**What is needed:** Go through the data and copy each line that holds "must".

(Records excerpted from a collection)

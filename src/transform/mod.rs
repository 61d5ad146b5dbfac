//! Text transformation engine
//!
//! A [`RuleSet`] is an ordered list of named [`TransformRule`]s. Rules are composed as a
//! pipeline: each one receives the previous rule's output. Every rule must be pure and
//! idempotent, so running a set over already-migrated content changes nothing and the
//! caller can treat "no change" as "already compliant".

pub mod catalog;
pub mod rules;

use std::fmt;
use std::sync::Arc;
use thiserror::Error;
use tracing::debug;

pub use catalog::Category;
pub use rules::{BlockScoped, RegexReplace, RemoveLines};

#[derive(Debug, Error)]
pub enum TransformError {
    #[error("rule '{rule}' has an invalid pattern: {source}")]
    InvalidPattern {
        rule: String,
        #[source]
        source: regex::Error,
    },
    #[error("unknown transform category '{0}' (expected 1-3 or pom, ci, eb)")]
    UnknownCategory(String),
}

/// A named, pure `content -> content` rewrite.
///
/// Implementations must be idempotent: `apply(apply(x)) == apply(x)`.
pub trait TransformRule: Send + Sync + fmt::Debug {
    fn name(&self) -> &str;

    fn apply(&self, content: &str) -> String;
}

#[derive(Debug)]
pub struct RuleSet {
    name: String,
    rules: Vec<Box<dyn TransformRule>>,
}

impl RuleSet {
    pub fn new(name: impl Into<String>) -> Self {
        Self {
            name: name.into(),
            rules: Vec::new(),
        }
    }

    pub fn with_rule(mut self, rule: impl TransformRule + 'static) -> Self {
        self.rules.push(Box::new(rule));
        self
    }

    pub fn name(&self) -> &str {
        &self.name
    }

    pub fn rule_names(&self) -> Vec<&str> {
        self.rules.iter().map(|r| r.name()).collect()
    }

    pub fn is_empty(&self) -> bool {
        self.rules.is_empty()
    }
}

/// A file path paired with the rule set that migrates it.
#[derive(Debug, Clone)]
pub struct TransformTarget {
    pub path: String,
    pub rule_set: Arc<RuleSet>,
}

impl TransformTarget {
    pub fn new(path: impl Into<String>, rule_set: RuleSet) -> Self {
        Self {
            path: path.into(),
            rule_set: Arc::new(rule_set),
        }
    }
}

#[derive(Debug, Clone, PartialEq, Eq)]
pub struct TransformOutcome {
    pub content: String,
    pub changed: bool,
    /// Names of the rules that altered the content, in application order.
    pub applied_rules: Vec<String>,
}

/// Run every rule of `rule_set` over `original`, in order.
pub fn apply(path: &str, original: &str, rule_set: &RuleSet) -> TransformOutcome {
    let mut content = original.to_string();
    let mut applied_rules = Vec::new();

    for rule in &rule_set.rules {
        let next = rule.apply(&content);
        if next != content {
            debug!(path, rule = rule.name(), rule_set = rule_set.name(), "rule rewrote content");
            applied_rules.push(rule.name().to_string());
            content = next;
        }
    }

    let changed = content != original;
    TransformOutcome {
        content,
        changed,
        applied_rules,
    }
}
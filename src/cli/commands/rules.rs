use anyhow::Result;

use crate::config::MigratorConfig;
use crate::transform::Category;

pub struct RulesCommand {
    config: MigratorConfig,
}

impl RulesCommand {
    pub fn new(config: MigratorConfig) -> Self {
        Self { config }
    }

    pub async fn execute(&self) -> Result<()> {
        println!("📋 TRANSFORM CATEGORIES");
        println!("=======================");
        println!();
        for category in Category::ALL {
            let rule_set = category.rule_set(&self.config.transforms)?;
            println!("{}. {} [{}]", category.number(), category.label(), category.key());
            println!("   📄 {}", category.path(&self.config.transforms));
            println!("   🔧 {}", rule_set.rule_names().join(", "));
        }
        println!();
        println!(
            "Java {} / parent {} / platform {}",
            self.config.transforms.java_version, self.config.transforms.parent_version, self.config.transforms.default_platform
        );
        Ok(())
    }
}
--
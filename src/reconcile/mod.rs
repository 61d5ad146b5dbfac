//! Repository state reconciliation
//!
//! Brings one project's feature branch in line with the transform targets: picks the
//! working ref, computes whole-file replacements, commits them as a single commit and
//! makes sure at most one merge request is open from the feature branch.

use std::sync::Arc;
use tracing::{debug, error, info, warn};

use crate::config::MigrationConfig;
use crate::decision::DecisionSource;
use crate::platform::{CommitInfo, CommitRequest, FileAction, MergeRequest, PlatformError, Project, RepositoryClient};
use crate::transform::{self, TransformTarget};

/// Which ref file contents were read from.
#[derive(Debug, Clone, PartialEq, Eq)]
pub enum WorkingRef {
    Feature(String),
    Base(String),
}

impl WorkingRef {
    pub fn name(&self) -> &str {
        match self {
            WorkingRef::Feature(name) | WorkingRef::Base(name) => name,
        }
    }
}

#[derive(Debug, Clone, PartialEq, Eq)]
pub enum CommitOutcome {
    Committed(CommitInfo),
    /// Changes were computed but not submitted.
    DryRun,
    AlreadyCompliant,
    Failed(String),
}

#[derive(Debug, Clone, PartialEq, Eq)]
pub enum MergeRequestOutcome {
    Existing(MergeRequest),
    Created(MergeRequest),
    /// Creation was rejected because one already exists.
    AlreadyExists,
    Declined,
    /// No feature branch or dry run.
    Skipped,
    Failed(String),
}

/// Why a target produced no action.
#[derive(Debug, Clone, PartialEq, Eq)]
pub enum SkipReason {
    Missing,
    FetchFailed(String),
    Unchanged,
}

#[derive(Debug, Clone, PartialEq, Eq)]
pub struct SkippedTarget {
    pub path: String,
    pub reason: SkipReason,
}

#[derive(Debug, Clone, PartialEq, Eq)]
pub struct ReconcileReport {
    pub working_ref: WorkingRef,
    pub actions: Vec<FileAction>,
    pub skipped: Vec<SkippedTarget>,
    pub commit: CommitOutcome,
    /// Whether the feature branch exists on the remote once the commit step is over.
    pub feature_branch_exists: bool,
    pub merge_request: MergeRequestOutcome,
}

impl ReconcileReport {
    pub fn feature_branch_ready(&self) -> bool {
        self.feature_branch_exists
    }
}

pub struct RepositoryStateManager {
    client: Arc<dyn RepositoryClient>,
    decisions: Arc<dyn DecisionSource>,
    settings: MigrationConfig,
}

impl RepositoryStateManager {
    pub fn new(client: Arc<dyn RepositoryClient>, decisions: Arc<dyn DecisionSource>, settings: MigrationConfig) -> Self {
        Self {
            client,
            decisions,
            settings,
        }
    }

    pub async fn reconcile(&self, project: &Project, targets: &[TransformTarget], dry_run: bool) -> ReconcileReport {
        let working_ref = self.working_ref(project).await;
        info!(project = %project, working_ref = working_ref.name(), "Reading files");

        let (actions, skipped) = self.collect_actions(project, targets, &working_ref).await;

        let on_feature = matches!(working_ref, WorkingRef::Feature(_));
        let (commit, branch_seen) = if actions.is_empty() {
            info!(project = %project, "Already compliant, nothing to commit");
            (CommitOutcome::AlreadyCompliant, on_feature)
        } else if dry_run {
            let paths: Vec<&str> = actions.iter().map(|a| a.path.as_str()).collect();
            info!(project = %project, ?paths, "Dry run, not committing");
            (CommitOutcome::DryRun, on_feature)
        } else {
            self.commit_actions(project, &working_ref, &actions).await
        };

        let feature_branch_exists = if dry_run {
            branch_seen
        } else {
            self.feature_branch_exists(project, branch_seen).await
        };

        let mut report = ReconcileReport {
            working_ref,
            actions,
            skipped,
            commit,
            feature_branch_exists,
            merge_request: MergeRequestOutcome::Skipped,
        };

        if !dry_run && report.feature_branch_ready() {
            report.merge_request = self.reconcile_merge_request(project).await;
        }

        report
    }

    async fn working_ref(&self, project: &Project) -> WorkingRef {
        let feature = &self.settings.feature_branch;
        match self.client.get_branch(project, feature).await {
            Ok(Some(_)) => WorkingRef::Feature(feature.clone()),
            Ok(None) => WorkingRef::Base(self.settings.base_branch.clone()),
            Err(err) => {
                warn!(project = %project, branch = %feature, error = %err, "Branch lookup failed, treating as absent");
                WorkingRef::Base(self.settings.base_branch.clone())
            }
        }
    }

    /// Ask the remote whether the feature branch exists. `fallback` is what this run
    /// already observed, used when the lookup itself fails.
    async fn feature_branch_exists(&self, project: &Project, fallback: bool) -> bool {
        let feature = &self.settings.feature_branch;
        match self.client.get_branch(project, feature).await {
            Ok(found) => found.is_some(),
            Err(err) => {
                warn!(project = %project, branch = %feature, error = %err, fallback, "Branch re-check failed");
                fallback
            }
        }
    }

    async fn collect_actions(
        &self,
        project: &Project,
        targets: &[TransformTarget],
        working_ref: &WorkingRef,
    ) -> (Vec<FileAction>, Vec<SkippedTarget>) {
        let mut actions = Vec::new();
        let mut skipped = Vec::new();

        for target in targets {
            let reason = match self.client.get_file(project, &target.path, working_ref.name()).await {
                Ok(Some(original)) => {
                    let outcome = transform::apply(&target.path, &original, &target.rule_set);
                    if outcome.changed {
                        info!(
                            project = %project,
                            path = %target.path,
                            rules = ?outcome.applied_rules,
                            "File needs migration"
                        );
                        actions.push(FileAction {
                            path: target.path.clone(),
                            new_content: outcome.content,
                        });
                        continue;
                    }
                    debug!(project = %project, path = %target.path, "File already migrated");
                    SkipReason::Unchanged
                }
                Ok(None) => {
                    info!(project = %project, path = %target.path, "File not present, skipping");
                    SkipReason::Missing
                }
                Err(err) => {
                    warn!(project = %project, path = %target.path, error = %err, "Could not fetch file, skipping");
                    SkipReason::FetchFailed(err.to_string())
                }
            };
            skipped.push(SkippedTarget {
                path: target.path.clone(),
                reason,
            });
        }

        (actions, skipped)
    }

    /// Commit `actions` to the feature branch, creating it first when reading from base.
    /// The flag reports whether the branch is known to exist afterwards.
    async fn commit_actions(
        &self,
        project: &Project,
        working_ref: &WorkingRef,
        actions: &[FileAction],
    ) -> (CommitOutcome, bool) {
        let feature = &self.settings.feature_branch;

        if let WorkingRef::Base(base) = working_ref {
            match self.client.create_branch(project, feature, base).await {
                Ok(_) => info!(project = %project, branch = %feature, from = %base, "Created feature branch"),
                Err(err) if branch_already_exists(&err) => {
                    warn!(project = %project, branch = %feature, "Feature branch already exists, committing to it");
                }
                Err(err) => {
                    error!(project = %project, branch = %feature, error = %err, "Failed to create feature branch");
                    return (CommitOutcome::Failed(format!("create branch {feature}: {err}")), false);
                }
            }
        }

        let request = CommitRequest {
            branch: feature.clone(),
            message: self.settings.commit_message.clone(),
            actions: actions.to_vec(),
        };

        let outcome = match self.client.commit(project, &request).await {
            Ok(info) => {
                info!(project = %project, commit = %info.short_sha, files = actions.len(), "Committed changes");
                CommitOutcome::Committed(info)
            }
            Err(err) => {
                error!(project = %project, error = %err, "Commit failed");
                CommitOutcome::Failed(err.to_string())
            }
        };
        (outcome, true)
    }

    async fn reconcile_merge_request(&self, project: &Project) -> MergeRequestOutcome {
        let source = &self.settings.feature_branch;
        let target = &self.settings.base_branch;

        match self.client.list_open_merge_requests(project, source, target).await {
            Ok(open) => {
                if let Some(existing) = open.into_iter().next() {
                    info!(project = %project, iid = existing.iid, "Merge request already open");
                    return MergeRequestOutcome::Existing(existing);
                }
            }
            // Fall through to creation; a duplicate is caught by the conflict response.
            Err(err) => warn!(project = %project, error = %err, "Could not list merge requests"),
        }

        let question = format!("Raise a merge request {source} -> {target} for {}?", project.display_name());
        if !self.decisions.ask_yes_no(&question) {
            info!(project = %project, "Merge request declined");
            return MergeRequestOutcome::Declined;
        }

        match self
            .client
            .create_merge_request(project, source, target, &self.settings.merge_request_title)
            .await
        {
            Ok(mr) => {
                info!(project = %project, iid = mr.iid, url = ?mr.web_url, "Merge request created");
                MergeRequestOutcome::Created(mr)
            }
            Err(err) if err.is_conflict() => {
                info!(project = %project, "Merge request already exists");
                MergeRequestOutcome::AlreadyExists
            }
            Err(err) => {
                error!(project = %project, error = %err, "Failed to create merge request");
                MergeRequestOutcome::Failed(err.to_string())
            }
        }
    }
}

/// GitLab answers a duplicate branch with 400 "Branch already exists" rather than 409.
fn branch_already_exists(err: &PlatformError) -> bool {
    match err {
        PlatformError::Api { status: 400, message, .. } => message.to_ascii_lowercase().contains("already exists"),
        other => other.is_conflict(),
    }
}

**Written reply:**
//! pipeline: each one receives the previous rule's output. Every rule must be pure and
/// Implementations must be idempotent: `apply(apply(x)) == apply(x)`.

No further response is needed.